Archbishop McMahon said:
“Given the weight of medical evidence, the testimony to the faith of John Traynor and his devotion to Our Blessed Lady, it is with great joy that I declare that the cure of John Traynor, from multiple serious medical conditions, is to be recognised as a miracle wrought by the power of God through the intercession of Our Lady of Lourdes.
“I hope that in February 2025, during the Jubilee Year, we will have a fitting celebration at the Metropolitan Cathedral of Christ the King to mark this significant moment in the history of our archdiocese, helping us all to respond to the Jubilee call to be ‘Pilgrims of Hope.’”
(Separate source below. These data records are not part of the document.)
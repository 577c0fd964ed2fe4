//! Search provider traits.
//!
//! - [`SearchProvider`] - Single-type search with chains, `_has`, sorting and paging
//! - [`IncludeProvider`] - `_include` / `_revinclude` expansion
//!
//! Bounded expansion never fails a search. When a chain is too deep or an
//! include graph hits its caps, the result is flagged `truncated` and carries a
//! [`SearchWarning`] describing what was cut.

use std::fmt;

use async_trait::async_trait;
use serde_json::{Value, json};

use crate::context::RequestContext;
use crate::error::StorageResult;
use crate::types::{
    Bundle, BundleEntry, IncludeDirective, Page, PageCursor, SearchQuery, StoredResource,
};

use super::history::with_cursor;
use super::storage::ResourceStorage;

/// Something the planner could not fully honour.
#[derive(Debug, Clone, PartialEq, Eq)]
pub enum SearchWarning {
    /// A query parameter was not recognised and was not applied.
    IgnoredParameter { name: String },
    /// A chain or `_has` went deeper than the configured bound.
    ChainDepthExceeded { parameter: String, max_depth: usize },
    /// `:iterate` expansion stopped at the depth bound.
    IncludeDepthExceeded { max_depth: usize },
    /// Include expansion stopped at the resource-count bound.
    IncludeLimitReached { max_resources: usize },
    /// The total is a lower bound.
    TotalEstimated { cap: u64 },
}

impl SearchWarning {
    /// FHIR `IssueType` code for the warning.
    pub fn issue_code(&self) -> &'static str {
        match self {
            SearchWarning::IgnoredParameter { .. } => "not-supported",
            SearchWarning::ChainDepthExceeded { .. }
            | SearchWarning::IncludeDepthExceeded { .. }
            | SearchWarning::IncludeLimitReached { .. } => "too-costly",
            SearchWarning::TotalEstimated { .. } => "informational",
        }
    }

    /// Returns true if the warning means results were cut short.
    pub fn truncates(&self) -> bool {
        matches!(
            self,
            SearchWarning::ChainDepthExceeded { .. }
                | SearchWarning::IncludeDepthExceeded { .. }
                | SearchWarning::IncludeLimitReached { .. }
        )
    }
}

impl fmt::Display for SearchWarning {
    fn fmt(&self, f: &mut fmt::Formatter<'_>) -> fmt::Result {
        match self {
            SearchWarning::IgnoredParameter { name } => {
                write!(f, "unknown search parameter '{}' was ignored", name)
            }
            SearchWarning::ChainDepthExceeded {
                parameter,
                max_depth,
            } => write!(
                f,
                "parameter '{}' exceeds the maximum chain depth of {}; it matches nothing",
                parameter, max_depth
            ),
            SearchWarning::IncludeDepthExceeded { max_depth } => write!(
                f,
                "include iteration stopped after {} levels",
                max_depth
            ),
            SearchWarning::IncludeLimitReached { max_resources } => write!(
                f,
                "included resources truncated at {}",
                max_resources
            ),
            SearchWarning::TotalEstimated { cap } => {
                write!(f, "total is estimated and capped at {}", cap)
            }
        }
    }
}

/// Result of a search operation.
#[derive(Debug, Clone)]
pub struct SearchResult {
    /// The matching resources, one page.
    pub resources: Page<StoredResource>,

    /// Resources attached by `_include` / `_revinclude`.
    pub included: Vec<StoredResource>,

    /// Total number of matches, if requested.
    pub total: Option<u64>,

    /// Issues to surface to the client.
    pub warnings: Vec<SearchWarning>,

    /// Whether any bound cut the result short.
    pub truncated: bool,
}

impl SearchResult {
    /// Creates a new search result with the given page.
    pub fn new(resources: Page<StoredResource>) -> Self {
        Self {
            resources,
            included: Vec::new(),
            total: None,
            warnings: Vec::new(),
            truncated: false,
        }
    }

    /// Sets the included resources.
    pub fn with_included(mut self, included: Vec<StoredResource>) -> Self {
        self.included = included;
        self
    }

    /// Sets the total count.
    pub fn with_total(mut self, total: u64) -> Self {
        self.total = Some(total);
        self
    }

    /// Records a warning, flagging truncation when it applies.
    pub fn push_warning(&mut self, warning: SearchWarning) {
        if warning.truncates() {
            self.truncated = true;
        }
        if !self.warnings.contains(&warning) {
            self.warnings.push(warning);
        }
    }

    /// Builds an OperationOutcome describing the warnings, if any.
    pub fn outcome(&self) -> Option<Value> {
        if self.warnings.is_empty() {
            return None;
        }
        let issues: Vec<Value> = self
            .warnings
            .iter()
            .map(|w| {
                json!({
                    "severity": "warning",
                    "code": w.issue_code(),
                    "diagnostics": w.to_string(),
                })
            })
            .collect();
        Some(json!({
            "resourceType": "OperationOutcome",
            "issue": issues,
        }))
    }

    /// Converts this result to a searchset Bundle.
    ///
    /// `self_link` is the full request URL. Entries are rendered with
    /// `render`, which lets callers transform documents to the client's
    /// dialect.
    pub fn to_bundle_with<F>(&self, base_url: &str, self_link: &str, mut render: F) -> Bundle
    where
        F: FnMut(&StoredResource) -> Value,
    {
        let base = base_url.trim_end_matches('/');
        let mut bundle = Bundle::searchset().with_link("self", self_link);

        if let Some(total) = self.total {
            bundle = bundle.with_total(total);
        }
        if let Some(cursor) = &self.resources.page_info.next_cursor {
            bundle = bundle.with_link("next", with_cursor(self_link, cursor));
        }
        if let Some(cursor) = &self.resources.page_info.previous_cursor {
            bundle = bundle.with_link("previous", with_cursor(self_link, cursor));
        }

        for resource in &self.resources.items {
            bundle = bundle.with_entry(BundleEntry::match_entry(
                format!("{}/{}", base, resource.url()),
                render(resource),
            ));
        }
        for resource in &self.included {
            bundle = bundle.with_entry(BundleEntry::include_entry(
                format!("{}/{}", base, resource.url()),
                render(resource),
            ));
        }
        if let Some(outcome) = self.outcome() {
            bundle = bundle.with_entry(BundleEntry::outcome_entry(outcome));
        }

        bundle
    }

    /// Converts this result to a searchset Bundle with stored content.
    pub fn to_bundle(&self, base_url: &str, self_link: &str) -> Bundle {
        self.to_bundle_with(base_url, self_link, |r| r.content().clone())
    }
}

/// Returns the offset encoded in a query's cursor, or its `_offset`.
pub fn query_offset(query: &SearchQuery) -> StorageResult<u64> {
    match &query.cursor {
        Some(cursor) => {
            let decoded = PageCursor::decode(cursor)?;
            decoded.offset_value().ok_or_else(|| {
                crate::error::SearchError::InvalidCursor {
                    cursor: cursor.clone(),
                }
                .into()
            })
        }
        None => Ok(query.offset.map(u64::from).unwrap_or(0)),
    }
}

/// Basic search capability.
#[async_trait]
pub trait SearchProvider: ResourceStorage {
    /// Executes a search, including chains, `_has`, `_sort`, paging and
    /// include expansion.
    ///
    /// Fails only on unparseable input such as a malformed date or cursor.
    async fn search(&self, ctx: &RequestContext, query: &SearchQuery)
    -> StorageResult<SearchResult>;

    /// Counts the resources matching a query, ignoring paging.
    async fn search_count(&self, ctx: &RequestContext, query: &SearchQuery) -> StorageResult<u64>;
}

/// Include expansion.
#[async_trait]
pub trait IncludeProvider: SearchProvider {
    /// Resolves `_include` / `_revinclude` for a page of matches.
    ///
    /// The returned resources never repeat a `(type, id)` already present in
    /// `matches`. Warnings describe any bound that stopped expansion.
    async fn resolve_includes(
        &self,
        ctx: &RequestContext,
        matches: &[StoredResource],
        includes: &[IncludeDirective],
    ) -> StorageResult<(Vec<StoredResource>, Vec<SearchWarning>)>;
}

#[cfg(test)]
mod tests {
    use super::*;
    use crate::types::{PageInfo, SearchEntryMode};
    use crate::versioning::FhirDialect;

    fn resource(resource_type: &str, id: &str) -> StoredResource {
        StoredResource::new(
            resource_type,
            id,
            json!({"resourceType": resource_type, "id": id}),
            FhirDialect::R4,
        )
    }

    #[test]
    fn test_push_warning_sets_truncated() {
        let mut result = SearchResult::new(Page::empty());
        result.push_warning(SearchWarning::IgnoredParameter {
            name: "foo".to_string(),
        });
        assert!(!result.truncated);

        result.push_warning(SearchWarning::IncludeLimitReached { max_resources: 10 });
        assert!(result.truncated);
        assert_eq!(result.warnings.len(), 2);
    }

    #[test]
    fn test_push_warning_deduplicates() {
        let mut result = SearchResult::new(Page::empty());
        let warning = SearchWarning::IncludeDepthExceeded { max_depth: 3 };
        result.push_warning(warning.clone());
        result.push_warning(warning);
        assert_eq!(result.warnings.len(), 1);
    }

    #[test]
    fn test_to_bundle_modes() {
        let page = Page::new(
            vec![resource("Observation", "o1")],
            PageInfo::with_next(PageCursor::offset(1)),
        );
        let mut result = SearchResult::new(page)
            .with_included(vec![resource("Patient", "p1")])
            .with_total(3);
        result.push_warning(SearchWarning::IgnoredParameter {
            name: "bogus".to_string(),
        });

        let bundle = result.to_bundle("http://localhost", "http://localhost/Observation?_count=1");

        let modes: Vec<_> = bundle.entry.iter().filter_map(|e| e.mode()).collect();
        assert_eq!(
            modes,
            vec![
                SearchEntryMode::Match,
                SearchEntryMode::Include,
                SearchEntryMode::Outcome
            ]
        );
        assert_eq!(bundle.total, Some(3));
        assert!(bundle.link("next").unwrap().contains("_cursor="));
        assert_eq!(
            bundle.entry[1].full_url.as_deref(),
            Some("http://localhost/Patient/p1")
        );
    }

    #[test]
    fn test_outcome_none_without_warnings() {
        let result = SearchResult::new(Page::empty());
        assert!(result.outcome().is_none());
    }

    #[test]
    fn test_query_offset() {
        let query = SearchQuery::new("Patient").with_cursor(PageCursor::offset(40).encode());
        assert_eq!(query_offset(&query).unwrap(), 40);

        let history_cursor =
            SearchQuery::new("Patient").with_cursor(PageCursor::before_version(2).encode());
        assert!(query_offset(&history_cursor).is_err());

        assert_eq!(query_offset(&SearchQuery::new("Patient")).unwrap(), 0);
    }
}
It is the 71st official miracle to have happened in Lourdes and the first person from England to be recognised.
At the time of the archdiocese’s centenary pilgrimage to Lourdes in 2023, the current President of the Lourdes Office of Medical Observations (BdCM), Dr Alessandro de Franciscis, asked Dr Kieran Moriarty, an English member of the International Medical Committee of Lourdes, to conduct a review of the file of John Traynor held in the archives at Lourdes.
Dr Moriarty unearthed a reference in the file to a report by Dr Vallet, the then Acting President of the BdCM, which had been published in the Journal de la Grotte in December 1926. Dr Vallet examined John Traynor in July 1926, together with Drs Azurdia, Marley and Finn, the three Liverpool doctors who had examined John Traynor at Lourdes in 1923, both before and after his cure.
De Vallet’s report concluded that, “We recognise and proclaim, along with our Confreres, that the process of this prodigious healing is absolutely outside and above the forces of nature.” His report, which was published in French, appears never to have been sent to Liverpool, and indeed no potential miraculous cures were ever referred from Lourdes to diocesan bishops between 1913 and 1946.
Dr Moriarty continued his research in archdiocesan archives and elsewhere, assembling an extensive dossier of evidence, and in particular contemporaneous medical evidence, relating to the cure of John Traynor. This dossier was then sent to the archdiocese by Monseigneur Jean-Marc Micas, the Bishop of Tarbes and Lourdes, over the summer.
It was clear that there was now sufficient medical evidence to reconsider the possibility that the cure of John Traynor might be declared miraculous. Accordingly, Archbishop Malcolm convened a canonical commission to consider this case, with both Dr Moriarty and Dr de Franciscis appearing as witnesses.